:: What to work on ::
Please print the entries below exactly, from the line with "let mag = (1.0" through the line with "for k in 1..half", including both of those lines and leaving out all others.
*****
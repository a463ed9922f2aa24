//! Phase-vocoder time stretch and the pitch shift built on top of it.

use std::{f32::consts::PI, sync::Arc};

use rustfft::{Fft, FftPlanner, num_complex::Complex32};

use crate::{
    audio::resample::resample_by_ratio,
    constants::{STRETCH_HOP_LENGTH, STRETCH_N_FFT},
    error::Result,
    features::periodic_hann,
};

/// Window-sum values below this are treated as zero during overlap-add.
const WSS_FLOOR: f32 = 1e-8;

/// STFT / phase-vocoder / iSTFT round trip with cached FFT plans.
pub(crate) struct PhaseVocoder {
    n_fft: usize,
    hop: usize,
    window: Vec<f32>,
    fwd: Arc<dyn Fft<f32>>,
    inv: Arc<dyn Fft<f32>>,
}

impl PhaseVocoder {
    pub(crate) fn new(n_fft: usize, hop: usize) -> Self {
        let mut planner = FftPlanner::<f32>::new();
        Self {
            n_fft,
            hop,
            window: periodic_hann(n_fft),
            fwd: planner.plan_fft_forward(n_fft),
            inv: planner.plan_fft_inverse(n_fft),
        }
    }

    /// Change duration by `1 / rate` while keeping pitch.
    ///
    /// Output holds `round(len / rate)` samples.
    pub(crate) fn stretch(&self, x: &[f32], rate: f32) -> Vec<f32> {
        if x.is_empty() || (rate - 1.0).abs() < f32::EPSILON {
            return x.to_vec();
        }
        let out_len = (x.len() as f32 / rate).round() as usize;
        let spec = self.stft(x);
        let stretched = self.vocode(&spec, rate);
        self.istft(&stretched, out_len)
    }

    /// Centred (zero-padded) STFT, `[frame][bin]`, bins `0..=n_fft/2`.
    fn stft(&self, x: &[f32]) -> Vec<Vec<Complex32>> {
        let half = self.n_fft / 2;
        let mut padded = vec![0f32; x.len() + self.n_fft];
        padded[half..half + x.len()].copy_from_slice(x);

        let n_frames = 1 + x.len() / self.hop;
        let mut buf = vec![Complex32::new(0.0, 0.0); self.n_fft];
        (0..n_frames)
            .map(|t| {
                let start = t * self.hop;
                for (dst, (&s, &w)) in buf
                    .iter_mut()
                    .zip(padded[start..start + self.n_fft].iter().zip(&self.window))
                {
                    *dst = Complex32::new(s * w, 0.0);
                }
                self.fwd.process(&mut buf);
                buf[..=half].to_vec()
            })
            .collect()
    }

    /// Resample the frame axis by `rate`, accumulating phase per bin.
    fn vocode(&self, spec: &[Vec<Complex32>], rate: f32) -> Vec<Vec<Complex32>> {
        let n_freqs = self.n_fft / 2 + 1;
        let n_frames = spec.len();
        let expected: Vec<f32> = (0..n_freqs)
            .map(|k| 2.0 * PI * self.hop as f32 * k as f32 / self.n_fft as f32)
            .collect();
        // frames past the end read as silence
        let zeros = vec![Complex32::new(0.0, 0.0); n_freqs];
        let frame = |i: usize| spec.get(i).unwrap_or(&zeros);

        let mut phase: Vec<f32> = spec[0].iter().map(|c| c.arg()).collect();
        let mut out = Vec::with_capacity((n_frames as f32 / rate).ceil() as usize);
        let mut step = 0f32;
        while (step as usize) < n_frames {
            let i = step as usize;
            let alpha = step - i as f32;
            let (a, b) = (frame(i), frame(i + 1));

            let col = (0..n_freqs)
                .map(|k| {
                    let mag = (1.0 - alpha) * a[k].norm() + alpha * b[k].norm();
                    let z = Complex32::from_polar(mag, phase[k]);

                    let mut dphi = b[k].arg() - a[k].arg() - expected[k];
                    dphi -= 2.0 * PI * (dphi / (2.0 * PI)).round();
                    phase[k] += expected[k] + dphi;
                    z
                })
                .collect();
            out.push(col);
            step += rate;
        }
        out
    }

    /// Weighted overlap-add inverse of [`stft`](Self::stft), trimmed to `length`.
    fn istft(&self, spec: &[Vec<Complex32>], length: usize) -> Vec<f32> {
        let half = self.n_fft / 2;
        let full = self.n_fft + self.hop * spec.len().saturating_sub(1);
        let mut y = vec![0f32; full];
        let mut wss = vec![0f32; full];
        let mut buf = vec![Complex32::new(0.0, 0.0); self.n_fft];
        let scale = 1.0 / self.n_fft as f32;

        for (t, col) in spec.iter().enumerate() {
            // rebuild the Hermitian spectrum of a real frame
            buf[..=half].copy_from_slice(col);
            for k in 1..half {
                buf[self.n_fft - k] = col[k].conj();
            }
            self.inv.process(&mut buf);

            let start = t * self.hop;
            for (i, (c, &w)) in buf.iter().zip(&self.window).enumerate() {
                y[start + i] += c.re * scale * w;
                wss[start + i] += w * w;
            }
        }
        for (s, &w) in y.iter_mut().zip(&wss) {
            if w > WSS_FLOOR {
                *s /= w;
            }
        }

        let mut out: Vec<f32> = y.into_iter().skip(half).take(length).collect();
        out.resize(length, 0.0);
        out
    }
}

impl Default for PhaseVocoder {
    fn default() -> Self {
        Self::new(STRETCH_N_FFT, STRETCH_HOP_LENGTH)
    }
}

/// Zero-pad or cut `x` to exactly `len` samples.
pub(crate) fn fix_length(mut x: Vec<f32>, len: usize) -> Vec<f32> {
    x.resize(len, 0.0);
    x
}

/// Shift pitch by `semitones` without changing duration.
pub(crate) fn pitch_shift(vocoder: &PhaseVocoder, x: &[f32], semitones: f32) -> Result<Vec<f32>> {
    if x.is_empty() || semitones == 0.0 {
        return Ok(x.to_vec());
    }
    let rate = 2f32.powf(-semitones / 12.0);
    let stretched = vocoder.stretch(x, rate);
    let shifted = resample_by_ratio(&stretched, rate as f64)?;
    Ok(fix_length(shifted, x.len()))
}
*****
:: Exercise solution ::
                    let mag = (1.0 - alpha) * a[k].norm() + alpha * b[k].norm();
                    let z = Complex32::from_polar(mag, phase[k]);

                    let mut dphi = b[k].arg() - a[k].arg() - expected[k];
                    dphi -= 2.0 * PI * (dphi / (2.0 * PI)).round();
                    phase[k] += expected[k] + dphi;
                    z
                })
                .collect();
            out.push(col);
            step += rate;
        }
        out
    }

    /// Weighted overlap-add inverse of [`stft`](Self::stft), trimmed to `length`.
    fn istft(&self, spec: &[Vec<Complex32>], length: usize) -> Vec<f32> {
        let half = self.n_fft / 2;
        let full = self.n_fft + self.hop * spec.len().saturating_sub(1);
        let mut y = vec![0f32; full];
        let mut wss = vec![0f32; full];
        let mut buf = vec![Complex32::new(0.0, 0.0); self.n_fft];
        let scale = 1.0 / self.n_fft as f32;

        for (t, col) in spec.iter().enumerate() {
            // rebuild the Hermitian spectrum of a real frame
            buf[..=half].copy_from_slice(col);
            for k in 1..half {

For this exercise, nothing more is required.